The crankshaft must effectively convert linear motion from the piston into rotational motion. In designing the crankshaft, its dimensions and strength were decided. The method to attach the crankshaft to the flywheel was also decided. A choice was made between keeping the engine lightweight and having heavy counterweights to reciprocate the piston. Aesthetics were not taken into consideration.
The crankshaft must resist failure due to bending or twisting. The center of mass is located at Point 1, where the piston applies its force. Although the dimensions of each of the two counterweights (Points 2 and 3) differ, the weight is distributed equally, helping to prevent bending and keep the piston balanced. The crankshaft is solid metal, with the exception of tapping at the end. The diameter is 1 inch at Point 1, which is the thickest diameter along the shaft. This helps to reinforce the shaft at its point of highest loading.

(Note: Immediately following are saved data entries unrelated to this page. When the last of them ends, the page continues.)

//! Batching policy for bulk index requests
//!
//! A stream batch can carry several changes to the same asset. Only the
//! newest change per inventory ID is worth sending, and the remaining actions
//! are split into bulk requests bounded by action count and payload size.

use std::collections::HashMap;

use crate::models::IndexAction;

/// Approximate bytes taken by one bulk action header line
const HEADER_OVERHEAD: usize = 160;

/// Upper bounds for a single bulk request
#[derive(Debug, Clone, Copy, PartialEq, Eq)]
pub struct BatchLimits {
    pub max_actions: usize,
    pub max_bytes: usize,
}

impl Default for BatchLimits {
    fn default() -> Self {
        Self {
            max_actions: 500,
            max_bytes: 5 * 1024 * 1024,
        }
    }
}

/// Keep one action per inventory ID
///
/// The action with the highest version wins; for equal versions the later
/// action in input order wins. Output follows the position of each ID's last
/// occurrence.
pub fn coalesce(actions: Vec<IndexAction>) -> Vec<IndexAction> {
    let mut winners: HashMap<String, (usize, IndexAction)> = HashMap::with_capacity(actions.len());

    for (position, action) in actions.into_iter().enumerate() {
        match winners.get_mut(&action.inventory_id) {
            Some(entry) => {
                let keep_existing = entry.1.version > action.version;
                entry.0 = position;
                if !keep_existing {
                    entry.1 = action;
                }
            }
            None => {
                winners.insert(action.inventory_id.clone(), (position, action));
            }
        }
    }

    let mut ordered: Vec<(usize, IndexAction)> = winners.into_values().collect();
    ordered.sort_by_key(|(position, _)| *position);
    ordered.into_iter().map(|(_, action)| action).collect()
}

/// Serialized size of an action in a bulk body
pub fn encoded_size(action: &IndexAction) -> usize {
    let document = action
        .document
        .as_ref()
        .and_then(|d| serde_json::to_vec(d).ok())
        .map(|d| d.len() + 1)
        .unwrap_or(0);
    HEADER_OVERHEAD + action.inventory_id.len() + document
}

/// Split actions into bulk requests, preserving order
///
/// An action larger than `max_bytes` is sent in a request of its own.
pub fn plan_batches(actions: Vec<IndexAction>, limits: &BatchLimits) -> Vec<Vec<IndexAction>> {
    let max_actions = limits.max_actions.max(1);
    let mut batches = Vec::new();
    let mut current: Vec<IndexAction> = Vec::new();
    let mut current_bytes = 0;

    for action in actions {
        let size = encoded_size(&action);
        let over_count = current.len() >= max_actions;
        let over_bytes = !current.is_empty() && current_bytes + size > limits.max_bytes;

        if over_count || over_bytes {
            batches.push(std::mem::take(&mut current));
            current_bytes = 0;
        }

        current_bytes += size;
        current.push(action);
    }

    if !current.is_empty() {
        batches.push(current);
    }

    batches
}
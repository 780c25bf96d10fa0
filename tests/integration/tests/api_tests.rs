//! Integration tests for the MediaLake asset API
//!
//! Run with: MEDIALAKE_API_URL=https://your-api.execute-api.us-east-1.amazonaws.com cargo test
//!
//! These tests require a deployed MediaLake stack.

use medialake_integration_tests::{
    client::MediaLakeClient,
    fixtures::{
        asset_exists, asset_table, remove_asset, sample_asset, seed_asset, test_bucket,
        unique_inventory_id, MISSING_BUCKET,
    },
    skip_if_no_api,
};
use pretty_assertions::assert_eq;
use reqwest::{Method, StatusCode};

fn client() -> MediaLakeClient {
    MediaLakeClient::from_env()
}

#[tokio::test]
async fn test_delete_nonexistent_asset_fails() {
    skip_if_no_api!();

    let result = client().delete_asset(&unique_inventory_id()).await;

    let err = result.expect_err("Deleting an unknown asset must fail");
    if let medialake_integration_tests::client::ApiError::Http { status, .. } = &err {
        assert_eq!(status.as_u16(), 404);
    }
    let body = err.error_response().expect("Error body");
    assert_eq!(body.status, "error");
    assert_eq!(body.code.as_deref(), Some("asset_not_found"));
}

#[tokio::test]
async fn test_delete_rejects_oversized_id() {
    skip_if_no_api!();

    let result = client().delete_asset(&"x".repeat(1100)).await;

    let body = result
        .expect_err("Oversized IDs must be rejected")
        .error_response()
        .expect("Error body");
    assert_eq!(body.code.as_deref(), Some("invalid_inventory_id"));
}

#[tokio::test]
async fn test_unknown_route_not_found() {
    skip_if_no_api!();

    let status = client()
        .send(Method::GET, &format!("/assets/{}", unique_inventory_id()))
        .await
        .expect("Request failed");

    // Either the gateway or the function rejects it
    assert!(matches!(
        status,
        StatusCode::NOT_FOUND | StatusCode::FORBIDDEN | StatusCode::METHOD_NOT_ALLOWED
    ));
}

#[tokio::test]
async fn test_delete_seeded_asset() {
    skip_if_no_api!();
    let (Some(table), Some(bucket)) = (asset_table(), test_bucket()) else {
        eprintln!("Skipping test: MEDIALAKE_ASSET_TABLE or MEDIALAKE_TEST_BUCKET not set");
        return;
    };

    let inventory_id = unique_inventory_id();
    let dynamo = seed_asset(&table, sample_asset(&inventory_id, &bucket)).await;

    let (status, response) = client()
        .delete_asset(&inventory_id)
        .await
        .expect("Failed to delete asset");
    let report = response.data.expect("Deletion report");

    assert_eq!(report.inventory_id, inventory_id);
    assert_eq!(report.storage.outcome, "succeeded");
    assert_eq!(report.search_index.outcome, "succeeded");

    if status == StatusCode::OK {
        assert_eq!(response.status, "success");
        assert_eq!(report.status, "deleted");
        assert!(!asset_exists(&dynamo, &table, &inventory_id).await);

        // Deleting again finds nothing
        let again = client().delete_asset(&inventory_id).await;
        assert!(again.is_err());
    } else {
        // Only an external provider can have failed
        assert_eq!(status.as_u16(), 207);
        assert_eq!(report.status, "partial");
        assert!(report.providers.values().any(|p| p.outcome == "failed"));
        remove_asset(&dynamo, &table, &inventory_id).await;
    }
}

#[tokio::test]
async fn test_storage_failure_keeps_record() {
    skip_if_no_api!();
    let Some(table) = asset_table() else {
        eprintln!("Skipping test: MEDIALAKE_ASSET_TABLE not set");
        return;
    };

    let inventory_id = unique_inventory_id();
    let dynamo = seed_asset(&table, sample_asset(&inventory_id, MISSING_BUCKET)).await;

    let (status, response) = client()
        .delete_asset(&inventory_id)
        .await
        .expect("Partial deletions are not errors");
    let report = response.data.expect("Deletion report");

    assert_eq!(status.as_u16(), 207);
    assert_eq!(response.status, "partial");
    assert_eq!(report.status, "partial");
    assert_eq!(report.storage.outcome, "failed");
    assert_eq!(report.record.outcome, "skipped");
    assert!(asset_exists(&dynamo, &table, &inventory_id).await);

    remove_asset(&dynamo, &table, &inventory_id).await;
}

The crankshaft must be able to withstand bending at high loads at Point 1 from the piston/rod assembly. Torsion can also be expected along the axial direction. High temperatures and vibration rates must also be taken into consideration.
Methods of Performance Evaluation
A force can be applied at Point 1 until buckling or failure occurs. A torsion test can be performed on the crankshaft in the axial direction. The temperature effect can be tested by placing the parts in a furnace and performing the previously mention tests.